» **WHAT TO DO**: Given the records below, transcribe each of them exactly.

[DATA TO EXAMINE — start]

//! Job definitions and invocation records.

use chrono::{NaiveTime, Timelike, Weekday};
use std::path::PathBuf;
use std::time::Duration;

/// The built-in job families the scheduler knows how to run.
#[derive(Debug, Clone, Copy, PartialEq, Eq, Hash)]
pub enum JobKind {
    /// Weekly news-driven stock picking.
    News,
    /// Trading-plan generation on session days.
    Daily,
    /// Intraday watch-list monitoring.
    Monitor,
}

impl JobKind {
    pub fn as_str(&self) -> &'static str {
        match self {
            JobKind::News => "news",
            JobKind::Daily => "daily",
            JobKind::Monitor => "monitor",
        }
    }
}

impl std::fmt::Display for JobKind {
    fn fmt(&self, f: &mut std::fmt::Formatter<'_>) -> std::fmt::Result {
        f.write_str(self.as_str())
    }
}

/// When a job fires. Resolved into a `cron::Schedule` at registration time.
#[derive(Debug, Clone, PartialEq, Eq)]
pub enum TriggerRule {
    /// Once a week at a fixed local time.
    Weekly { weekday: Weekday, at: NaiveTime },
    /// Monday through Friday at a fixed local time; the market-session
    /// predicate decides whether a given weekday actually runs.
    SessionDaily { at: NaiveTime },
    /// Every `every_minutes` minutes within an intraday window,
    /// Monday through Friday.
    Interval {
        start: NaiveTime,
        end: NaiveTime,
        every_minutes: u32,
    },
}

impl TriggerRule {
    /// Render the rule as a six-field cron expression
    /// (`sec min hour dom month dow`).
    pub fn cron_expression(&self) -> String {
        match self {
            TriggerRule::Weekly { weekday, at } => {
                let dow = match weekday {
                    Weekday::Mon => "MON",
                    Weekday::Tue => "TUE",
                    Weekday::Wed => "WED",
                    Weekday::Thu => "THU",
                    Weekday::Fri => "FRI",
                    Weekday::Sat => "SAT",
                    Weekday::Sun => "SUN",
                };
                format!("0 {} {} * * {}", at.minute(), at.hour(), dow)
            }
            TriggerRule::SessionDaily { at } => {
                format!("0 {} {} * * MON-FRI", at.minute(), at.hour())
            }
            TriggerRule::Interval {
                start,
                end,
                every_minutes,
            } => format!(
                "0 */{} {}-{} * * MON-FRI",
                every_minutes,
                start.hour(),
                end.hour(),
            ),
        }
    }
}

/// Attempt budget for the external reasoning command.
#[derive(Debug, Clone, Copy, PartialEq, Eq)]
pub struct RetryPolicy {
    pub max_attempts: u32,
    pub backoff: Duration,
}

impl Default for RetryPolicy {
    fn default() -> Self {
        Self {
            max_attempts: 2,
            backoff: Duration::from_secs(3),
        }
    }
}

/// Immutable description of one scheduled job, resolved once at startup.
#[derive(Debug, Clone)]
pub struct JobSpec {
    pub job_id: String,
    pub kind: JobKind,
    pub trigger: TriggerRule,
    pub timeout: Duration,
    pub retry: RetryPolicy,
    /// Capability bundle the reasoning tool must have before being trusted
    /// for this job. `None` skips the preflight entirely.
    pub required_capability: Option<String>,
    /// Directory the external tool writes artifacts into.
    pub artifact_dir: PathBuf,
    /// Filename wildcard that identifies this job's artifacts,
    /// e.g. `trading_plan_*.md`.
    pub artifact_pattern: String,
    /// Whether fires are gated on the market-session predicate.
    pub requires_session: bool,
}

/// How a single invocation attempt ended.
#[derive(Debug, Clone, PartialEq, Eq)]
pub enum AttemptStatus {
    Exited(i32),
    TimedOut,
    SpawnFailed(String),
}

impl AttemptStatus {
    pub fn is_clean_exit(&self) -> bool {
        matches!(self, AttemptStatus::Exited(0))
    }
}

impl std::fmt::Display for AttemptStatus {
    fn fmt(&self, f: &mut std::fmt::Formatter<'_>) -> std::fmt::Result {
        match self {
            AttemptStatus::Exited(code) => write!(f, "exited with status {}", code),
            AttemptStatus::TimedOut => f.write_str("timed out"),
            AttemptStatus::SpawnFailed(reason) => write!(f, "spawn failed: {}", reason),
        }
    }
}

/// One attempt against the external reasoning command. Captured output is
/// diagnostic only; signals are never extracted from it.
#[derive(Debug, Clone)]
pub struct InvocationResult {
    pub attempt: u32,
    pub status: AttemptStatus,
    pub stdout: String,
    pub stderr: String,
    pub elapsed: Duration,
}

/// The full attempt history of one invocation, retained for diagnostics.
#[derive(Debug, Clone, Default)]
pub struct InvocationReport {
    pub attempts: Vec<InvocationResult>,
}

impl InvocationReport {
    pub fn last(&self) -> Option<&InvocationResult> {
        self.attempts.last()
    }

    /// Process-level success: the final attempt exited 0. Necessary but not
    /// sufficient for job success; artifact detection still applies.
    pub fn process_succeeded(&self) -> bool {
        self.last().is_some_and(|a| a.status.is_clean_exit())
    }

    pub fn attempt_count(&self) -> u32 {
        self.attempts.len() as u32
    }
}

[DATA TO EXAMINE — finish]

» **FINAL ANSWER**:
//! Job definitions and invocation records.

use chrono::{NaiveTime, Timelike, Weekday};
use std::path::PathBuf;
use std::time::Duration;

/// The built-in job families the scheduler knows how to run.
#[derive(Debug, Clone, Copy, PartialEq, Eq, Hash)]
pub enum JobKind {
    /// Weekly news-driven stock picking.
    News,
    /// Trading-plan generation on session days.
    Daily,
    /// Intraday watch-list monitoring.
    Monitor,
}

impl JobKind {
    pub fn as_str(&self) -> &'static str {
        match self {
            JobKind::News => "news",
            JobKind::Daily => "daily",
            JobKind::Monitor => "monitor",
        }
    }
}

impl std::fmt::Display for JobKind {
    fn fmt(&self, f: &mut std::fmt::Formatter<'_>) -> std::fmt::Result {
        f.write_str(self.as_str())
    }
}

/// When a job fires. Resolved into a `cron::Schedule` at registration time.
#[derive(Debug, Clone, PartialEq, Eq)]
pub enum TriggerRule {
    /// Once a week at a fixed local time.
    Weekly { weekday: Weekday, at: NaiveTime },
    /// Monday through Friday at a fixed local time; the market-session
    /// predicate decides whether a given weekday actually runs.
    SessionDaily { at: NaiveTime },
    /// Every `every_minutes` minutes within an intraday window,
    /// Monday through Friday.
    Interval {
        start: NaiveTime,
        end: NaiveTime,
        every_minutes: u32,
    },
}

impl TriggerRule {
    /// Render the rule as a six-field cron expression
    /// (`sec min hour dom month dow`).
    pub fn cron_expression(&self) -> String {
        match self {
            TriggerRule::Weekly { weekday, at } => {
                let dow = match weekday {
                    Weekday::Mon => "MON",
                    Weekday::Tue => "TUE",
                    Weekday::Wed => "WED",
                    Weekday::Thu => "THU",
                    Weekday::Fri => "FRI",
                    Weekday::Sat => "SAT",
                    Weekday::Sun => "SUN",
                };
                format!("0 {} {} * * {}", at.minute(), at.hour(), dow)
            }
            TriggerRule::SessionDaily { at } => {
                format!("0 {} {} * * MON-FRI", at.minute(), at.hour())
            }
            TriggerRule::Interval {
                start,
                end,
                every_minutes,
            } => format!(
                "0 */{} {}-{} * * MON-FRI",
                every_minutes,
                start.hour(),
                end.hour(),
            ),
        }
    }
}

/// Attempt budget for the external reasoning command.
#[derive(Debug, Clone, Copy, PartialEq, Eq)]
pub struct RetryPolicy {
    pub max_attempts: u32,
    pub backoff: Duration,
}

impl Default for RetryPolicy {
    fn default() -> Self {
        Self {
            max_attempts: 2,
            backoff: Duration::from_secs(3),
        }
    }
}

/// Immutable description of one scheduled job, resolved once at startup.
#[derive(Debug, Clone)]
pub struct JobSpec {
    pub job_id: String,
    pub kind: JobKind,
    pub trigger: TriggerRule,
    pub timeout: Duration,
    pub retry: RetryPolicy,
    /// Capability bundle the reasoning tool must have before being trusted
    /// for this job. `None` skips the preflight entirely.
    pub required_capability: Option<String>,
    /// Directory the external tool writes artifacts into.
    pub artifact_dir: PathBuf,
    /// Filename wildcard that identifies this job's artifacts,
    /// e.g. `trading_plan_*.md`.
    pub artifact_pattern: String,
    /// Whether fires are gated on the market-session predicate.
    pub requires_session: bool,
}

/// How a single invocation attempt ended.
#[derive(Debug, Clone, PartialEq, Eq)]
pub enum AttemptStatus {
    Exited(i32),
    TimedOut,
    SpawnFailed(String),
}

impl AttemptStatus {
    pub fn is_clean_exit(&self) -> bool {
        matches!(self, AttemptStatus::Exited(0))
    }
}

impl std::fmt::Display for AttemptStatus {
    fn fmt(&self, f: &mut std::fmt::Formatter<'_>) -> std::fmt::Result {
        match self {
            AttemptStatus::Exited(code) => write!(f, "exited with status {}", code),
            AttemptStatus::TimedOut => f.write_str("timed out"),
            AttemptStatus::SpawnFailed(reason) => write!(f, "spawn failed: {}", reason),
        }
    }
}

/// One attempt against the external reasoning command. Captured output is
/// diagnostic only; signals are never extracted from it.
#[derive(Debug, Clone)]
pub struct InvocationResult {
    pub attempt: u32,
    pub status: AttemptStatus,
    pub stdout: String,
    pub stderr: String,
    pub elapsed: Duration,
}

/// The full attempt history of one invocation, retained for diagnostics.
#[derive(Debug, Clone, Default)]
pub struct InvocationReport {
    pub attempts: Vec<InvocationResult>,
}

impl InvocationReport {
    pub fn last(&self) -> Option<&InvocationResult> {
        self.attempts.last()
    }

    /// Process-level success: the final attempt exited 0. Necessary but not
    /// sufficient for job success; artifact detection still applies.
    pub fn process_succeeded(&self) -> bool {
        self.last().is_some_and(|a| a.status.is_clean_exit())
    }

    pub fn attempt_count(&self) -> u32 {
        self.attempts.len() as u32
    }
}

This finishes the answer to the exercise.